Man’s best friend isn’t always who you expect | Finding Kind |

How my father learned to accept our furry one

I think of my father the most in June. With both Father’s Day and the 10th anniversary of his death falling this month, I can’t help but reminisce on some of my fondest memories. My avid outdoorsman father decided our family needed a dog. He envisioned a well-trained hiking, hunting and fishing companion and set out to find a puppy who fit the bill. Sugar, a rambunctious chocolate lab, seemed to be a perfect match. Even at a young age, she had beautiful lines, an overabundance of energy, and a sweet personality.

From early on, the warning signs that Sugar hadn’t caught my dad’s vision of her potential were there. The contempt-filled glances and not-so-subtle repeated suggestions that perhaps Sugar “could find a better fit for an obedience class,” should have provided some warning. My dad remained undeterred.

The first hiking outing established Sugar’s innate talent and enthusiasm for finding and rolling in anything designed to make the trip home as unpleasant as possible. The second displayed her expert ability in beehive hunting and dispersing. Had my dad been a honey collector, this would have come in quite handy, but for the average hiker, hunter and fisherman, it just meant investing in a large supply of baking soda.

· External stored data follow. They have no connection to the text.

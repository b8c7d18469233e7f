// src/cli/mod.rs
//! CLI command handlers.

pub mod args;
pub mod dispatch;

pub use args::{Cli, Commands};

My dad’s hope never dimmed. One day, Dad heard the telltale signs of the bark of a dog on an animal’s trail. He ran out into the backyard, to see which animal had inspired Sugar to find her inner-hunter. Through the woods, Sugar’s excited bark escalated, accompanied by a large crashing noise. She had a big one! Mom was the first to see the prey emerge. She giggled. We giggled. My dad rolled his eyes. Sugar stood in the backyard, tail-wagging, next to the black and white cow she had driven into our yard. Dad gave up hunting soon after.

Dad’s hopes for his fisherman water dog remained strong. The first trips up to the family’s lake property, Sugar was reticent around the water. “She’s just a puppy,” my mom counseled, “maybe next summer.” The next summer Dad was ready. “This,” he announced with excitement, “will be Sugar’s big water year.” He proudly gave Sugar a pep-talk all the way down to the water. Stick in hand, he looked Sugar in the eyes, and tossed it 20 feet off the dock.

“Go get it girl.”

Sugar stoically stared at Dad.

“Come on Sugar, go.”

The stick floated on the surface, beckoning.

Dad got another stick.

Sugar laid down on the dock.

Dad got a treat.

Sugar left the dock.

Dad had an idea. “She’s a lab. All labs swim. She just needs to get used to the idea.”

He called Sugar back down to the dock. “Watch this, “ he counseled, then picked her up and tossed her in the water off the dock.

We all called from the shore 20 feet away. “Come on, Sugar. Come on, girl.”

Her head broke the surface of the water. Sugar was not coming. Sugar was not swimming. Sugar was panicking. Dad threw a large piece of wood for her to climb up on. Sugar ignored it. Her breaths became more and more labored as she attempted to get all four of her paws out of the water vertically. Sugar, the water lab, was drowning.

Dad jumped in, between Sugar and the shore, to coax her in and show her the way. She spotted dad and began swimming frantically toward him. It was working. Sugar was making her way toward the shore.

Sugar reached Dad. Instead of continuing to swim to shore, she clearly decided her rescuer had arrived. She tried to climb up on top of him, out of the water. The more Dad pushed her away, the more determined she was to remain on him. The giant in-the-water King of the Mountain game played out 15 feet from shore. Now it was my dad’s breaths that were becoming more and more labored. Slowly, he managed to swim to shore with Sugar scratching and clinging to his back.

After that day, Dad and Sugar came to an unspoken resolution. Dad would take his children fishing and hiking and on all his outdoor adventures. Sugar would get to be the at-home cheerleader with Mom. This relationship worked wonderfully. The children avoided all things smelly, large hives of bees and played, waded and fished with gusto in the water. Sugar stayed at home, curled in her bed, chased butterflies (and the occasional cow) and dutifully greeted the incoming adventurers with joyful barks, vigorous tail-waggings and lots of wet-sloppy kisses. While Sugar never morphed into Dad’s “dream adventurer,” in so many other ways she was exactly what our family needed. Along with a constant outpouring of unconditional affection, she taught us the value of loving others for who they are, and not who we expect them to be. She helped us realize that no matter how many messes we rolled in, or how many times we screwed up, we would still be family. On the night she died, when we witnessed my dad cry for the first time, we also learned the power of relationships. Clearly, despite all her failings, she was still “man’s best friend.”

Julie Reece-DeMarco is an award-winning, multi-published author, speaker and attorney. She enjoys spending time outside in the beautiful Northwest with her husband and four daughters.